▶ The problem:
Read through the listing below and return only the lines containing "LiquidityRange".

*** Dataset excerpts Section Begins ***

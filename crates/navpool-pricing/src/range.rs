use navpool_core::types::LiquidityRange;
use navpool_core::{Result, SetupError};

use crate::tick_math::{max_usable_tick, min_usable_tick, MAX_TICK, MIN_TICK};

/// Tick spacings of the standard fee tiers (0.01%, 0.05%, 0.30%, 1.00%)
pub const ALLOWED_TICK_SPACINGS: [i32; 4] = [1, 10, 60, 200];

pub fn validate_tick_spacing(tick_spacing: i32) -> Result<()> {
    if ALLOWED_TICK_SPACINGS.contains(&tick_spacing) {
        Ok(())
    } else {
        Err(SetupError::InvalidTickSpacing(tick_spacing))
    }
}

/// Range of `spread_ticks` on each side of `current_tick`, widened outward to the
/// tick grid and clamped to the usable ticks for `tick_spacing`.
///
/// The result always has `tick_lower < tick_upper`, both multiples of
/// `tick_spacing`, and a width of at least one spacing.
pub fn compute_liquidity_range(
    current_tick: i32,
    tick_spacing: i32,
    spread_ticks: u32,
) -> Result<LiquidityRange> {
    validate_tick_spacing(tick_spacing)?;
    if !(MIN_TICK..=MAX_TICK).contains(&current_tick) {
        return Err(SetupError::TickOutOfBounds(current_tick));
    }

    // i64 so that tick +- spread cannot overflow
    let tick = i64::from(current_tick);
    let spread = i64::from(spread_ticks);
    let spacing = i64::from(tick_spacing);
    let min_tick = i64::from(min_usable_tick(tick_spacing));
    let max_tick = i64::from(max_usable_tick(tick_spacing));

    let mut lower = (tick - spread).div_euclid(spacing) * spacing;
    let mut upper = -(-(tick + spread)).div_euclid(spacing) * spacing;
    if upper == lower {
        upper += spacing;
    }

    lower = lower.max(min_tick);
    upper = upper.min(max_tick);
    if lower >= upper {
        if upper == max_tick {
            lower = upper - spacing;
        } else {
            upper = lower + spacing;
        }
    }

    Ok(LiquidityRange {
        tick_lower: lower as i32,
        tick_upper: upper as i32,
    })
}
use alloy_primitives::U256;
use navpool_core::{Result, SetupError};

use crate::full_math::{div_rounding_up, mul_div, mul_div_rounding_up, Q96};

fn sorted(sqrt_a: U256, sqrt_b: U256) -> (U256, U256) {
    if sqrt_a > sqrt_b {
        (sqrt_b, sqrt_a)
    } else {
        (sqrt_a, sqrt_b)
    }
}

fn to_liquidity(value: U256) -> Result<u128> {
    u128::try_from(value).map_err(|_| SetupError::LiquidityOverflow)
}

fn overflow(context: &'static str) -> SetupError {
    SetupError::MathOverflow(context)
}

/// Liquidity supported by `amount0` of currency0 across `[sqrt_a, sqrt_b]`
pub fn liquidity_for_amount0(sqrt_a: U256, sqrt_b: U256, amount0: U256) -> Result<u128> {
    let (sqrt_a, sqrt_b) = sorted(sqrt_a, sqrt_b);
    let intermediate = mul_div(sqrt_a, sqrt_b, Q96).ok_or_else(|| overflow("liquidity0"))?;
    let liquidity =
        mul_div(amount0, intermediate, sqrt_b - sqrt_a).ok_or_else(|| overflow("liquidity0"))?;
    to_liquidity(liquidity)
}

/// Liquidity supported by `amount1` of currency1 across `[sqrt_a, sqrt_b]`
pub fn liquidity_for_amount1(sqrt_a: U256, sqrt_b: U256, amount1: U256) -> Result<u128> {
    let (sqrt_a, sqrt_b) = sorted(sqrt_a, sqrt_b);
    let liquidity = mul_div(amount1, Q96, sqrt_b - sqrt_a).ok_or_else(|| overflow("liquidity1"))?;
    to_liquidity(liquidity)
}

/// Maximum liquidity for the given budgets at the current price.
///
/// Below the range only currency0 counts, above it only currency1; inside it the
/// scarcer side bounds the result.
pub fn liquidity_for_amounts(
    sqrt_price: U256,
    sqrt_a: U256,
    sqrt_b: U256,
    amount0: U256,
    amount1: U256,
) -> Result<u128> {
    let (sqrt_a, sqrt_b) = sorted(sqrt_a, sqrt_b);

    if sqrt_price <= sqrt_a {
        liquidity_for_amount0(sqrt_a, sqrt_b, amount0)
    } else if sqrt_price < sqrt_b {
        let liquidity0 = liquidity_for_amount0(sqrt_price, sqrt_b, amount0)?;
        let liquidity1 = liquidity_for_amount1(sqrt_a, sqrt_price, amount1)?;
        Ok(liquidity0.min(liquidity1))
    } else {
        liquidity_for_amount1(sqrt_a, sqrt_b, amount1)
    }
}

/// currency0 owed for `liquidity` across `[sqrt_a, sqrt_b]`
pub fn amount0_for_liquidity(
    sqrt_a: U256,
    sqrt_b: U256,
    liquidity: u128,
    round_up: bool,
) -> Result<U256> {
    let (sqrt_a, sqrt_b) = sorted(sqrt_a, sqrt_b);
    if sqrt_a.is_zero() {
        return Err(overflow("amount0"));
    }
    let numerator = U256::from(liquidity) << 96;
    let diff = sqrt_b - sqrt_a;

    if round_up {
        let partial = mul_div_rounding_up(numerator, diff, sqrt_b).ok_or_else(|| overflow("amount0"))?;
        div_rounding_up(partial, sqrt_a).ok_or_else(|| overflow("amount0"))
    } else {
        let partial = mul_div(numerator, diff, sqrt_b).ok_or_else(|| overflow("amount0"))?;
        Ok(partial / sqrt_a)
    }
}

/// currency1 owed for `liquidity` across `[sqrt_a, sqrt_b]`
pub fn amount1_for_liquidity(
    sqrt_a: U256,
    sqrt_b: U256,
    liquidity: u128,
    round_up: bool,
) -> Result<U256> {
    let (sqrt_a, sqrt_b) = sorted(sqrt_a, sqrt_b);
    let diff = sqrt_b - sqrt_a;
    let amount = if round_up {
        mul_div_rounding_up(U256::from(liquidity), diff, Q96)
    } else {
        mul_div(U256::from(liquidity), diff, Q96)
    };
    amount.ok_or_else(|| overflow("amount1"))
}

/// Token amounts a position of `liquidity` pulls at the current price, rounded up
pub fn amounts_for_liquidity(
    sqrt_price: U256,
    sqrt_a: U256,
    sqrt_b: U256,
    liquidity: u128,
) -> Result<(U256, U256)> {
    let (sqrt_a, sqrt_b) = sorted(sqrt_a, sqrt_b);

    if sqrt_price <= sqrt_a {
        Ok((amount0_for_liquidity(sqrt_a, sqrt_b, liquidity, true)?, U256::ZERO))
    } else if sqrt_price < sqrt_b {
        Ok((
            amount0_for_liquidity(sqrt_price, sqrt_b, liquidity, true)?,
            amount1_for_liquidity(sqrt_a, sqrt_price, liquidity, true)?,
        ))
    } else {
        Ok((U256::ZERO, amount1_for_liquidity(sqrt_a, sqrt_b, liquidity, true)?))
    }
}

*** Dataset excerpts Section Ends ***

▶ Exercise response:
use navpool_core::types::LiquidityRange;
) -> Result<LiquidityRange> {
    Ok(LiquidityRange {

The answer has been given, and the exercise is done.